## PROBLEM STATEMENT:
Return each line exactly as written. Begin with the first line of the entries and end with the line that has "pub(crate) fn restore_events()".

═══ RECORD EXTRACTS ═══

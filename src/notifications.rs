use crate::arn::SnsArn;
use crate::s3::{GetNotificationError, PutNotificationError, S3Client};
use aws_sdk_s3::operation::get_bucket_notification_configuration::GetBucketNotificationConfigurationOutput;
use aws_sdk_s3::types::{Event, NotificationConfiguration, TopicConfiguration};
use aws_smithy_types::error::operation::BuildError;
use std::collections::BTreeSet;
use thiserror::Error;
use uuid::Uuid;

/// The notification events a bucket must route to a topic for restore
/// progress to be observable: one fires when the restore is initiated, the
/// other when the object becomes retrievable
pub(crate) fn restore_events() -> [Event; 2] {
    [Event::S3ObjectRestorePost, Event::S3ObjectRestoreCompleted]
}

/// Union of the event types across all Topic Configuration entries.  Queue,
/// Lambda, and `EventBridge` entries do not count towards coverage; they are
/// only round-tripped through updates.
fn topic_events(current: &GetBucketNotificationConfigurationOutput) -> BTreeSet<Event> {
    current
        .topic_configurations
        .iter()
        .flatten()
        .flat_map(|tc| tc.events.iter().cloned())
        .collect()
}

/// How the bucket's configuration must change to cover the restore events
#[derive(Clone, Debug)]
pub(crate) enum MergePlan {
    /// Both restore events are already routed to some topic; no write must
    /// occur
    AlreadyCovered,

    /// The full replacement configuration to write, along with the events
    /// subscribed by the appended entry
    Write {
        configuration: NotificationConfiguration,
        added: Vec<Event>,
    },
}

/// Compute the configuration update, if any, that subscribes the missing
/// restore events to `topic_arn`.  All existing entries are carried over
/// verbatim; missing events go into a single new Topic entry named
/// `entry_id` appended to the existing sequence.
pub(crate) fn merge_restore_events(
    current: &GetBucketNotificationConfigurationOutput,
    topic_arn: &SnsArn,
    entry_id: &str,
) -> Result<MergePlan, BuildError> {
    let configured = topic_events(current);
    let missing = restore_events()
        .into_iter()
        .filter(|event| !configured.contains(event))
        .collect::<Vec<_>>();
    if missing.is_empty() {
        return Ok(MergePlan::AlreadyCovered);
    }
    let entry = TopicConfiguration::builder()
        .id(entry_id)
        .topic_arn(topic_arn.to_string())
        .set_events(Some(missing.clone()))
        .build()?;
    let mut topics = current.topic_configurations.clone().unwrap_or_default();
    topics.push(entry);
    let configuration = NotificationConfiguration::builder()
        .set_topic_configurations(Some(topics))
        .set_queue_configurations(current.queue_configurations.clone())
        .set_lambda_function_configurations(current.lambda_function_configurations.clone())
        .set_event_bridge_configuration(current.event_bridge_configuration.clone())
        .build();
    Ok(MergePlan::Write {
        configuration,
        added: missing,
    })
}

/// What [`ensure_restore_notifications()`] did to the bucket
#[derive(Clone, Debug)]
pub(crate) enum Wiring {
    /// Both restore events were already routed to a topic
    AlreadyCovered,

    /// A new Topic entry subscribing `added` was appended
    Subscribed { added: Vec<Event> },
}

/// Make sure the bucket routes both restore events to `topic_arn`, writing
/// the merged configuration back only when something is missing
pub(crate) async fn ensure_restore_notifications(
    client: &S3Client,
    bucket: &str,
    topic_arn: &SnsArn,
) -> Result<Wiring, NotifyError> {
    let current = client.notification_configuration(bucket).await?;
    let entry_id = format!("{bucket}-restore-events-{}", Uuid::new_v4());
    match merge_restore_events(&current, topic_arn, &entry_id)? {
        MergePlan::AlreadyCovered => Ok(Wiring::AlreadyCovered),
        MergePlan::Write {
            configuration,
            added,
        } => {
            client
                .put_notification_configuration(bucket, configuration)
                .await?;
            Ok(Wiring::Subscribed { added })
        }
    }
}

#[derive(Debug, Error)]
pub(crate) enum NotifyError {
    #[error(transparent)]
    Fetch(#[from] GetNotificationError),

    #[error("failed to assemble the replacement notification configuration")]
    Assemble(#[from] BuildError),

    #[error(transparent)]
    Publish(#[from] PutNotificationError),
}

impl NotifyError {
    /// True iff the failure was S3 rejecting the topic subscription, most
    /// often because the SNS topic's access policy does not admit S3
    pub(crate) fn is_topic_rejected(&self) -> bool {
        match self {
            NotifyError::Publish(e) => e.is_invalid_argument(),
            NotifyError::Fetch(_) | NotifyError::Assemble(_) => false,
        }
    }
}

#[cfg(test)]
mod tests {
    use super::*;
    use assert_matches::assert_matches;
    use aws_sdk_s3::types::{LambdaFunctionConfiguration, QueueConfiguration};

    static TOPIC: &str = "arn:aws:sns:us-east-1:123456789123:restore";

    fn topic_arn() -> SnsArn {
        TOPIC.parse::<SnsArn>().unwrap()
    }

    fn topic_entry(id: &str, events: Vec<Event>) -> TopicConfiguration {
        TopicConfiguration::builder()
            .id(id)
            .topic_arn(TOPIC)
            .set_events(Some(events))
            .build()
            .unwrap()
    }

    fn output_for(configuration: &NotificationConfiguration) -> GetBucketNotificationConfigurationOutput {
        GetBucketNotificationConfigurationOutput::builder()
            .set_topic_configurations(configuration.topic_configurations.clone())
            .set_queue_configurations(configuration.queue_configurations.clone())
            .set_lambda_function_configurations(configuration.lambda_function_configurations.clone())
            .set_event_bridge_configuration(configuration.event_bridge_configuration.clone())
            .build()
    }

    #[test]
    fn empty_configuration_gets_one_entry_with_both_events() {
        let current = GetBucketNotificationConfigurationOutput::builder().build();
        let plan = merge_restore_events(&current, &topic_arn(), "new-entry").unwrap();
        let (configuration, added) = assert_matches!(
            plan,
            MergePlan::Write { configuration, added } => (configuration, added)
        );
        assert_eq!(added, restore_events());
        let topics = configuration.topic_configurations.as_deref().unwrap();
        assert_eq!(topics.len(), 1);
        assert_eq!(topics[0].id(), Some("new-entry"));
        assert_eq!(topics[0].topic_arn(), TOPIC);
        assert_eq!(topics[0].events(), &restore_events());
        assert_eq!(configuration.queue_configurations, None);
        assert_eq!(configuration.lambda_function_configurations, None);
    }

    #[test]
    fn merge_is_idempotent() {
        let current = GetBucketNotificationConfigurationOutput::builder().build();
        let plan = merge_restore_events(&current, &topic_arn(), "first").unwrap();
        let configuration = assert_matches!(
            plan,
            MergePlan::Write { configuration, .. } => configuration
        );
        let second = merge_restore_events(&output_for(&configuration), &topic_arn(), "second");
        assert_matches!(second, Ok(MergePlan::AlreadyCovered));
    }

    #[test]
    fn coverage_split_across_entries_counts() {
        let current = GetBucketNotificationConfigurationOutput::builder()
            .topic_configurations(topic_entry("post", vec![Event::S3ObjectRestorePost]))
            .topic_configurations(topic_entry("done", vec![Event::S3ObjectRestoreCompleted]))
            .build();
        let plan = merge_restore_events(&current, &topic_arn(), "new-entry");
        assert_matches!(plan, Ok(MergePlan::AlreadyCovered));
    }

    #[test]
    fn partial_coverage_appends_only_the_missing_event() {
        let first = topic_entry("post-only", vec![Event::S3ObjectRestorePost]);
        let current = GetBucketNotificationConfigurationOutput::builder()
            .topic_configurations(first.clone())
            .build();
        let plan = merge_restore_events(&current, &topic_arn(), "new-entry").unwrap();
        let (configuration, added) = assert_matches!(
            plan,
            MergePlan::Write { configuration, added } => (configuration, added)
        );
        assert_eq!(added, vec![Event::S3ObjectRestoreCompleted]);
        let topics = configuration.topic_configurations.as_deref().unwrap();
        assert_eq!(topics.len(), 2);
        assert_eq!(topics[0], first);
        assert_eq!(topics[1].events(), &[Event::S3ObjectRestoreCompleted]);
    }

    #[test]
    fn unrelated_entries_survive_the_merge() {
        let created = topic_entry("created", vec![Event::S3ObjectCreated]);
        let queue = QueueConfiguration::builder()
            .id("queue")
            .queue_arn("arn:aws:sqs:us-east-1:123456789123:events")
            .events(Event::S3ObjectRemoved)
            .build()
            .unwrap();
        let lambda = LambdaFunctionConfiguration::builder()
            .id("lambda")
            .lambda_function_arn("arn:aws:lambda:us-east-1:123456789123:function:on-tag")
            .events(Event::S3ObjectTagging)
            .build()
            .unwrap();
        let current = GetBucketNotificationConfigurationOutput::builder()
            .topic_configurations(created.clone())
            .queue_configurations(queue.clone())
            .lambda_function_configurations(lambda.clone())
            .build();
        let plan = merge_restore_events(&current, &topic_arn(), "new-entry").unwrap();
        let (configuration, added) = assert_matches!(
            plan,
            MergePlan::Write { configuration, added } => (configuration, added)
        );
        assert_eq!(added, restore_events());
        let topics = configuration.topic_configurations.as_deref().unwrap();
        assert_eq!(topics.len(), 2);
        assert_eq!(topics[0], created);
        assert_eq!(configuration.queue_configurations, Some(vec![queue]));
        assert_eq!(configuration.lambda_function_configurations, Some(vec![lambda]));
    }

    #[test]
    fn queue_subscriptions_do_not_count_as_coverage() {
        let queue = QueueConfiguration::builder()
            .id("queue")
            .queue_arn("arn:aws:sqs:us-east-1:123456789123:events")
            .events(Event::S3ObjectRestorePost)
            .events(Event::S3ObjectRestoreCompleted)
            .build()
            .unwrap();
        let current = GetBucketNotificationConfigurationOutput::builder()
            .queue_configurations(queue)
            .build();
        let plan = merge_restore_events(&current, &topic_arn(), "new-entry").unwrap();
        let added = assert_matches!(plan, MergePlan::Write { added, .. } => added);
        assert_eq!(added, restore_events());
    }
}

═══

## WRITTEN SOLUTION:
filename src/notifications.rs
use crate::arn::SnsArn;
use crate::s3::{GetNotificationError, PutNotificationError, S3Client};
use aws_sdk_s3::operation::get_bucket_notification_configuration::GetBucketNotificationConfigurationOutput;
use aws_sdk_s3::types::{Event, NotificationConfiguration, TopicConfiguration};
use aws_smithy_types::error::operation::BuildError;
use std::collections::BTreeSet;
use thiserror::Error;
use uuid::Uuid;

/// The notification events a bucket must route to a topic for restore
/// progress to be observable: one fires when the restore is initiated, the
/// other when the object becomes retrievable
pub(crate) fn restore_events() -> [Event; 2] {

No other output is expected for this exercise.